Pour tenter de répondre à ces questions, le Service de placement (SPLA) a mené une vaste enquête prospective en 2015 et en 2016. Les résultats viennent d'être rendus publics dans le Rapport d'enquête sur la perception des compétences en développement durable sur le marché du travail.

«Nous nous étions engagés à faire cette enquête dans le cadre du Plan d'action de développement durable 2015-2018 de l'Université Laval, explique le directeur du SPLA, Richard Buteau. Cette démarche nous a notamment permis d'aller vérifier l'intérêt d'employeurs québécois pour le DD.»
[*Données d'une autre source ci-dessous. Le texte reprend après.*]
//! Watchable operation logs.
//!
//! A collection's operation log is an ordered, append-only sequence of
//! [`ChangeEvent`]s. Consumers open a [`WatchSession`] positioned at the
//! current tail and poll it for batches of newer events.
//!
//! Two backends are provided:
//! - [`MemoryStore`]: in-process collections, used to drive the feed
//!   deterministically in tests
//! - [`FileStore`]: one append-only `.oplog` file per collection

mod file;
mod memory;

pub use file::{FileConnector, FileStore, FileStoreConfig, OpLog};
pub use memory::{MemoryLog, MemoryStore};

use crate::error::Result;
use crate::types::{ChangeEvent, CursorPosition, OperationKind};
use std::sync::Arc;

/// Restricts which operation kinds a watch session surfaces.
#[derive(Clone, Debug, Default, PartialEq, Eq)]
pub struct OperationFilter {
    /// Allowed kinds (None = all kinds).
    kinds: Option<Vec<OperationKind>>,
}

impl OperationFilter {
    /// Surface every operation.
    pub fn all() -> Self {
        Self { kinds: None }
    }

    /// Surface only record creation.
    pub fn creates_only() -> Self {
        Self::kinds(vec![OperationKind::Create])
    }

    /// Surface the given kinds.
    pub fn kinds(kinds: Vec<OperationKind>) -> Self {
        Self { kinds: Some(kinds) }
    }

    pub fn matches(&self, kind: OperationKind) -> bool {
        match self.kinds {
            Some(ref kinds) => kinds.contains(&kind),
            None => true,
        }
    }
}

/// A collection's operation log that can be watched.
pub trait ChangeLog: Send + Sync {
    /// Open a session positioned at the current tail of the log.
    fn watch(&self, filter: OperationFilter) -> Result<Box<dyn WatchSession>>;
}

/// A live cursor over a log.
///
/// Dropping the session releases whatever it holds open.
pub trait WatchSession: Send {
    /// Events past the cursor that match the session filter, in log order.
    ///
    /// Returns an empty batch when nothing new is available; the cursor
    /// still advances past non-matching events.
    fn next_batch(&mut self) -> Result<Vec<ChangeEvent>>;

    /// Current resume position.
    fn position(&self) -> CursorPosition;
}

/// Resolves a connection string and collection name into a log.
pub trait StoreConnector: Send + Sync {
    fn connect(&self, connection: &str, collection: &str) -> Result<Arc<dyn ChangeLog>>;
}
L'enquête comportait trois volets. D'abord, le groupe de travail a analysé un corpus de 341 offres d'emploi affichées par des employeurs au SPLA sur une période de 2 ans. Ensuite, le Service de placement a tenu un groupe de discussion portant sur la perception des entreprises sur les compétences recherchées en matière de DD. Enfin, le SPLA a élaboré et administré un sondage sur les compétences recherchées en DD dans les organisations. Près de 16 000 personnes-ressources, employées dans quelque 10 000 entreprises québécoises, ont reçu le questionnaire par courriel.

«Les phases un et deux de l'enquête nous ont préparés en vue du questionnaire de la phase trois, souligne Richard Buteau. Seulement 81 offres d'emploi sur les 341 analysées demandaient une formation en DD ou en environnement. Ce résultat peut laisser supposer que la formation en DD est peut-être méconnue chez les employeurs ou que le marché d'emploi en DD n'exige pas encore de formation spécialisée.»
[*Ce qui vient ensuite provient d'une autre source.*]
//! Broadcaster fanning published records out to live subscriptions.

use crate::config::FeedConfig;
use crate::types::Record;
use crossbeam_channel::{bounded, Receiver, Sender, TrySendError};
use parking_lot::{Mutex, RwLock};
use std::collections::HashMap;
use std::sync::atomic::{AtomicU64, Ordering};
use std::sync::Arc;

use super::types::{FeedMessage, Subscription, SubscriptionId};

/// Default per-subscriber queue capacity.
const DEFAULT_CAPACITY: usize = 256;

/// Registry-side state of one subscription.
struct Slot {
    sender: Sender<FeedMessage>,
    /// Second handle on the queue, used to evict the oldest message.
    evict: Receiver<FeedMessage>,
    dropped: Arc<AtomicU64>,
}

impl Slot {
    /// Enqueue without blocking, evicting the oldest message if full.
    /// Returns the number of messages evicted.
    fn deliver(&self, message: FeedMessage) -> u64 {
        let mut message = message;
        let mut evicted = 0;
        loop {
            match self.sender.try_send(message) {
                Ok(()) => break,
                Err(TrySendError::Full(m)) => {
                    // The subscriber may have drained concurrently; only count
                    // what we actually removed.
                    if self.evict.try_recv().is_ok() {
                        evicted += 1;
                    }
                    message = m;
                }
                // Unreachable while `evict` is alive.
                Err(TrySendError::Disconnected(_)) => break,
            }
        }
        if evicted > 0 {
            self.dropped.fetch_add(evicted, Ordering::Relaxed);
        }
        evicted
    }
}

/// Shared subscription registry.
pub(crate) struct Registry {
    /// Active subscriptions by ID.
    subscriptions: RwLock<HashMap<SubscriptionId, Slot>>,
    /// Counter for generating subscription IDs.
    next_id: AtomicU64,
    /// Default queue capacity for new subscriptions.
    capacity: usize,
    /// Serializes publishes so every subscriber sees the same order.
    publish_lock: Mutex<()>,
    published: AtomicU64,
    dropped: AtomicU64,
}

impl Registry {
    pub(crate) fn remove(&self, id: SubscriptionId) -> bool {
        let removed = self.subscriptions.write().remove(&id).is_some();
        if removed {
            tracing::debug!(subscription = %id, "Subscriber removed");
        }
        removed
    }
}

/// Fan-out point for created records.
///
/// Every subscription owns a bounded queue. `publish` never blocks: when a
/// queue is full its oldest undelivered message is dropped, so a stalled
/// subscriber only loses its own backlog. Subscribers see records in publish
/// order and only those published after they subscribed.
///
/// Clones share the same registry.
#[derive(Clone)]
pub struct Broadcaster {
    registry: Arc<Registry>,
}

impl Broadcaster {
    /// Create a broadcaster whose subscriptions queue up to `capacity` messages.
    pub fn new(capacity: usize) -> Self {
        Self {
            registry: Arc::new(Registry {
                subscriptions: RwLock::new(HashMap::new()),
                next_id: AtomicU64::new(1),
                capacity: capacity.max(1),
                publish_lock: Mutex::new(()),
                published: AtomicU64::new(0),
                dropped: AtomicU64::new(0),
            }),
        }
    }

    pub fn from_config(config: &FeedConfig) -> Self {
        Self::new(config.subscriber_capacity)
    }

    /// Register a new subscription with the default capacity.
    pub fn subscribe(&self) -> Subscription {
        self.subscribe_with_capacity(self.registry.capacity)
    }

    /// Register a new subscription with its own queue capacity.
    pub fn subscribe_with_capacity(&self, capacity: usize) -> Subscription {
        let id = SubscriptionId(self.registry.next_id.fetch_add(1, Ordering::SeqCst));
        let (sender, receiver) = bounded(capacity.max(1));
        let dropped = Arc::new(AtomicU64::new(0));

        let slot = Slot {
            sender,
            evict: receiver.clone(),
            dropped: Arc::clone(&dropped),
        };

        let count = {
            let mut subs = self.registry.subscriptions.write();
            subs.insert(id, slot);
            subs.len()
        };

        tracing::debug!(subscription = %id, subscribers = count, "Subscriber added");

        Subscription {
            id,
            receiver,
            dropped,
            registry: Arc::downgrade(&self.registry),
        }
    }

    /// Remove a subscription. Returns false if it was already gone.
    pub fn unsubscribe(&self, id: SubscriptionId) -> bool {
        self.registry.remove(id)
    }

    /// Deliver a record to every current subscription.
    pub fn publish(&self, record: Record) {
        let _order = self.registry.publish_lock.lock();
        let message = FeedMessage::RecordCreated { record };

        let mut evicted = 0;
        let receivers = {
            let subs = self.registry.subscriptions.read();
            for (id, slot) in subs.iter() {
                let n = slot.deliver(message.clone());
                if n > 0 {
                    tracing::debug!(
                        subscription = %id,
                        dropped = n,
                        "Subscriber queue full, dropped oldest"
                    );
                    evicted += n;
                }
            }
            subs.len()
        };

        self.registry.published.fetch_add(1, Ordering::Relaxed);
        if evicted > 0 {
            self.registry.dropped.fetch_add(evicted, Ordering::Relaxed);
        }

        tracing::trace!(receivers = receivers, "Record published");
    }

    /// Get subscription count.
    pub fn subscriber_count(&self) -> usize {
        self.registry.subscriptions.read().len()
    }

    /// Records published so far.
    pub fn published_count(&self) -> u64 {
        self.registry.published.load(Ordering::Relaxed)
    }

    /// Messages dropped across all subscribers for lagging.
    pub fn dropped_count(&self) -> u64 {
        self.registry.dropped.load(Ordering::Relaxed)
    }
}

impl Default for Broadcaster {
    fn default() -> Self {
        Self::new(DEFAULT_CAPACITY)
    }
}

#[cfg(test)]
mod tests {
    use super::*;
    use crate::types::{NewRecord, Sequence};
    use std::thread;
    use std::time::Duration;

    fn make_test_record(n: u64) -> Record {
        NewRecord::new("Admin", format!("post {}", n))
            .with_id(n.to_string())
            .with_content("body")
            .into_record(Sequence(n))
            .unwrap()
    }

    fn titles(subscription: &Subscription) -> Vec<String> {
        let mut out = Vec::new();
        while let Ok(message) = subscription.try_recv() {
            out.push(message.record().title.clone());
        }
        out
    }

    #[test]
    fn test_subscribe_unsubscribe() {
        let broadcaster = Broadcaster::default();

        let subscription = broadcaster.subscribe();
        assert_eq!(broadcaster.subscriber_count(), 1);

        assert!(broadcaster.unsubscribe(subscription.id()));
        assert_eq!(broadcaster.subscriber_count(), 0);

        // Idempotent
        assert!(!broadcaster.unsubscribe(subscription.id()));
        subscription.unsubscribe();
    }

    #[test]
    fn test_drop_unsubscribes() {
        let broadcaster = Broadcaster::default();
        let subscription = broadcaster.subscribe();
        drop(subscription);
        assert_eq!(broadcaster.subscriber_count(), 0);
    }

    #[test]
    fn test_publish_reaches_every_subscriber_in_order() {
        let broadcaster = Broadcaster::default();
        let a = broadcaster.subscribe();
        let b = broadcaster.subscribe();

        for n in 1..=5 {
            broadcaster.publish(make_test_record(n));
        }

        let expected: Vec<_> = (1..=5).map(|n| format!("post {}", n)).collect();
        assert_eq!(titles(&a), expected);
        assert_eq!(titles(&b), expected);
        assert_eq!(broadcaster.published_count(), 5);
    }

    #[test]
    fn test_no_backfill_for_late_subscriber() {
        let broadcaster = Broadcaster::default();
        broadcaster.publish(make_test_record(1));
        broadcaster.publish(make_test_record(2));

        let late = broadcaster.subscribe();
        assert!(late.try_recv().is_err());

        broadcaster.publish(make_test_record(3));
        assert_eq!(titles(&late), vec!["post 3".to_string()]);
    }

    #[test]
    fn test_full_queue_drops_oldest() {
        let broadcaster = Broadcaster::new(3);
        let slow = broadcaster.subscribe();

        for n in 1..=10 {
            broadcaster.publish(make_test_record(n));
        }

        // Still registered, holding the newest three.
        assert_eq!(broadcaster.subscriber_count(), 1);
        assert_eq!(titles(&slow), vec!["post 8", "post 9", "post 10"]);
        assert_eq!(slow.dropped(), 7);
        assert_eq!(broadcaster.dropped_count(), 7);
    }

    #[test]
    fn test_slow_subscriber_isolated() {
        let broadcaster = Broadcaster::new(100);
        let stalled = broadcaster.subscribe_with_capacity(1);
        let healthy = broadcaster.subscribe();

        for n in 1..=50 {
            broadcaster.publish(make_test_record(n));
        }

        assert_eq!(titles(&healthy).len(), 50);
        assert_eq!(healthy.dropped(), 0);
        assert_eq!(stalled.dropped(), 49);
    }

    #[test]
    fn test_unsubscribed_receiver_drains_then_disconnects() {
        let broadcaster = Broadcaster::default();
        let subscription = broadcaster.subscribe();
        broadcaster.publish(make_test_record(1));
        subscription.unsubscribe();
        broadcaster.publish(make_test_record(2));

        assert_eq!(subscription.recv().unwrap().record().title, "post 1");
        assert!(subscription.recv().is_err());
    }

    #[test]
    fn test_concurrent_subscribe_during_publish() {
        let broadcaster = Broadcaster::new(1024);
        let watcher = broadcaster.subscribe();

        let publisher = {
            let broadcaster = broadcaster.clone();
            thread::spawn(move || {
                for n in 1..=200 {
                    broadcaster.publish(make_test_record(n));
                }
            })
        };

        let churn = {
            let broadcaster = broadcaster.clone();
            thread::spawn(move || {
                for _ in 0..100 {
                    let s = broadcaster.subscribe();
                    thread::sleep(Duration::from_micros(50));
                    drop(s);
                }
            })
        };

        publisher.join().unwrap();
        churn.join().unwrap();

        let expected: Vec<_> = (1..=200).map(|n| format!("post {}", n)).collect();
        assert_eq!(titles(&watcher), expected);
        assert_eq!(broadcaster.subscriber_count(), 1);
    }
}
Les échanges au sein du groupe de discussion ont notamment permis d'apprendre que les organisations représentées ont intégré le DD à leur structure et à leur fonctionnement pour des raisons économiques et d'optimisation des processus et des ressources. Il a également été mentionné que les organisations qui répondent aux appels d'offres du gouvernement du Québec, parce qu'elles doivent respecter un cadre légal normatif défini dans la Loi sur le développement durable, semblent plus enclines à intégrer dans leur fonctionnement des comportements en lien avec le développement durable.

Le sondage a suscité l'intérêt de 561 répondants, soit un taux de réponse de 3,5%. «Ce sondage, avec un questionnaire assez long, était plus qu'un vox pop, indique le directeur du SPLA. Cet échantillon non probabiliste représente malgré tout 3,5% de l'ensemble. Ce résultat nous apparaît convenable.»
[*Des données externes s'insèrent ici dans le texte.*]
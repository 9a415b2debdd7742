//! Background task that forwards newly created records to the broadcaster.

use super::reader::ChangeFeedReader;
use crate::cancel::CancellationToken;
use crate::config::FeedConfig;
use crate::error::{FeedError, Result};
use crate::log::{OperationFilter, StoreConnector};
use crate::subscriptions::Broadcaster;
use crossbeam_channel::{bounded, Receiver, Sender, TrySendError};
use parking_lot::Mutex;
use std::sync::atomic::{AtomicBool, AtomicU64, Ordering};
use std::sync::Arc;
use std::thread::{self, JoinHandle};

/// Capacity of the failure channel handed to the hosting process.
const ERROR_CHANNEL_CAPACITY: usize = 16;

/// How a supervisor run ended.
#[derive(Clone, Debug)]
pub enum FeedOutcome {
    /// Stopped by the cancellation signal. Not a failure.
    Cancelled,
    /// The feed could not continue; restart policy belongs to the host.
    Failed(Arc<FeedError>),
}

impl FeedOutcome {
    pub fn is_cancelled(&self) -> bool {
        matches!(self, FeedOutcome::Cancelled)
    }

    pub fn error(&self) -> Option<&FeedError> {
        match self {
            FeedOutcome::Cancelled => None,
            FeedOutcome::Failed(e) => Some(e),
        }
    }
}

/// Owns the lifetime of "listen for new records and forward them".
///
/// The supervisor runs one [`ChangeFeed`](super::ChangeFeed) on a dedicated
/// thread: it connects to the store, watches the configured collection for
/// create operations only, and publishes every record in log order. Publishing
/// never blocks on subscribers.
///
/// Fatal errors end the run, are logged, and are sent on [`errors`](Self::errors)
/// for the hosting process. Cancellation ends the run quietly.
///
/// The worker runs on a child of the signal passed to
/// [`with_cancellation`](Self::with_cancellation): the shared signal stops it,
/// but [`stop`](Self::stop) and dropping the supervisor only fire the child.
pub struct FeedSupervisor {
    config: FeedConfig,
    connector: Arc<dyn StoreConnector>,
    broadcaster: Broadcaster,
    cancel: CancellationToken,
    errors_tx: Sender<Arc<FeedError>>,
    errors_rx: Receiver<Arc<FeedError>>,
    forwarded: Arc<AtomicU64>,
    started: AtomicBool,
    worker: Mutex<Option<JoinHandle<FeedOutcome>>>,
}

impl FeedSupervisor {
    /// Create a supervisor with its own cancellation signal.
    pub fn new(
        config: FeedConfig,
        connector: Arc<dyn StoreConnector>,
        broadcaster: Broadcaster,
    ) -> Self {
        Self::with_cancellation(config, connector, broadcaster, CancellationToken::new())
    }

    /// Create a supervisor stopped by an existing (e.g. process-wide) signal.
    pub fn with_cancellation(
        config: FeedConfig,
        connector: Arc<dyn StoreConnector>,
        broadcaster: Broadcaster,
        shutdown: CancellationToken,
    ) -> Self {
        let (errors_tx, errors_rx) = bounded(ERROR_CHANNEL_CAPACITY);
        Self {
            config,
            connector,
            broadcaster,
            cancel: shutdown.child(),
            errors_tx,
            errors_rx,
            forwarded: Arc::new(AtomicU64::new(0)),
            started: AtomicBool::new(false),
            worker: Mutex::new(None),
        }
    }

    /// Spawn the worker thread. A supervisor runs at most once.
    pub fn start(&self) -> Result<()> {
        self.config.validate()?;

        if self.started.swap(true, Ordering::AcqRel) {
            return Err(FeedError::InvalidOperation(
                "feed supervisor already started".into(),
            ));
        }

        let worker = Worker {
            config: self.config.clone(),
            connector: Arc::clone(&self.connector),
            broadcaster: self.broadcaster.clone(),
            cancel: self.cancel.clone(),
            errors: self.errors_tx.clone(),
            forwarded: Arc::clone(&self.forwarded),
        };

        let handle = thread::Builder::new()
            .name("feed-supervisor".to_string())
            .spawn(move || worker.run())?;
        *self.worker.lock() = Some(handle);

        tracing::info!(
            collection = %self.config.collection,
            retry_delay_ms = self.config.retry_delay.as_millis() as u64,
            "Feed supervisor started"
        );
        Ok(())
    }

    /// Signal the worker to stop. Does not wait, and never fires the shared
    /// signal this supervisor was created with.
    pub fn stop(&self) {
        self.cancel.cancel();
    }

    /// Wait for the worker to finish. `None` if it was never started or was
    /// already joined.
    pub fn join(&self) -> Option<FeedOutcome> {
        let handle = self.worker.lock().take()?;
        Some(
            handle
                .join()
                .unwrap_or_else(|_| FeedOutcome::Failed(Arc::new(FeedError::WorkerPanicked))),
        )
    }

    /// Stop and wait.
    pub fn shutdown(&self) -> Option<FeedOutcome> {
        self.stop();
        self.join()
    }

    pub fn is_running(&self) -> bool {
        self.worker
            .lock()
            .as_ref()
            .map_or(false, |handle| !handle.is_finished())
    }

    /// Fatal failures, for the hosting process' restart/alerting policy.
    pub fn errors(&self) -> Receiver<Arc<FeedError>> {
        self.errors_rx.clone()
    }

    /// Records handed to the broadcaster so far.
    pub fn forwarded(&self) -> u64 {
        self.forwarded.load(Ordering::Relaxed)
    }

    /// The worker's own signal, a child of the shared one.
    pub fn cancellation(&self) -> &CancellationToken {
        &self.cancel
    }

    pub fn broadcaster(&self) -> &Broadcaster {
        &self.broadcaster
    }
}

impl Drop for FeedSupervisor {
    /// Dropping a supervisor stops its worker and waits for it.
    fn drop(&mut self) {
        if self.worker.lock().is_some() {
            self.shutdown();
        }
    }
}

/// State moved onto the worker thread.
struct Worker {
    config: FeedConfig,
    connector: Arc<dyn StoreConnector>,
    broadcaster: Broadcaster,
    cancel: CancellationToken,
    errors: Sender<Arc<FeedError>>,
    forwarded: Arc<AtomicU64>,
}

impl Worker {
    fn run(self) -> FeedOutcome {
        match self.consume() {
            Ok(()) => {
                tracing::info!(
                    collection = %self.config.collection,
                    forwarded = self.forwarded.load(Ordering::Relaxed),
                    "Feed supervisor stopped"
                );
                FeedOutcome::Cancelled
            }
            Err(e) => {
                let e = Arc::new(e);
                tracing::error!(
                    collection = %self.config.collection,
                    error = %e,
                    "Feed supervisor failed"
                );
                if let Err(TrySendError::Full(_)) = self.errors.try_send(Arc::clone(&e)) {
                    tracing::warn!("Feed error channel full, failure not reported");
                }
                FeedOutcome::Failed(e)
            }
        }
    }

    /// Returns `Ok` only when the feed ended through cancellation.
    fn consume(&self) -> Result<()> {
        let log = self
            .connector
            .connect(&self.config.connection, &self.config.collection)?;
        let reader = ChangeFeedReader::new(log, self.config.retry_delay);
        let feed = reader.produce(OperationFilter::creates_only(), self.cancel.clone())?;

        for record in feed {
            let record = record?;
            tracing::debug!(id = %record.id, "Forwarding record");
            self.broadcaster.publish(record);
            self.forwarded.fetch_add(1, Ordering::Relaxed);
        }

        Ok(())
    }
}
L'enquête révèle que près de 60% des répondants ont été témoins de l'enclenchement d'une  démarche de développement durable dans leur organisation. «Depuis une dizaine d'années, soutient Richard Buteau, le concept de DD s'est beaucoup développé en entreprise. Je m'attendais à ce résultat.»

Plus de la moitié des répondants (55%) ont démontré de l'intérêt pour du personnel compétent en développement durable. «Certains membres du groupe de travail ne pensaient pas qu'on se rendrait à 50%, dit-il. On a trouvé ce chiffre vraiment intéressant.»

Autre résultat à souligner: dans 41% des cas, les répondants ont dit que, devant trois candidats au profil similaire et à la candidature équivalente, ils choisiraient celui ayant un diplôme en lien avec le DD. «L'aspect «à candidature égale» n'avait jamais été questionné au SPLA, explique Richard Buteau. Ce pourcentage montre une évolution vers une citoyenneté responsable.»

Les résultats mettent également en valeur l'importance accordée à la dimension sociale du DD. Près de 70% des répondants l'ont mentionnée. «Les grandes entreprises veulent être socialement responsables, elles veulent redonner à la collectivité, affirme le directeur. Plusieurs s'engagent sur ce plan. C'est le cas du Mouvement Desjardins. C'est aussi le cas de l'aluminerie Alcoa et de la papetière Cascades. Chez les PME, on peut penser à l'entreprise technologique Optel Vision.»

Selon Richard Buteau, les entreprises québécoises semblent faire une place grandissante au DD parmi leurs préoccupations. «Le SPLA, dit-il, sondera à nouveau les employeurs en 2018-2019 afin de mesurer l'évolution de leur perception quant au développement durable.»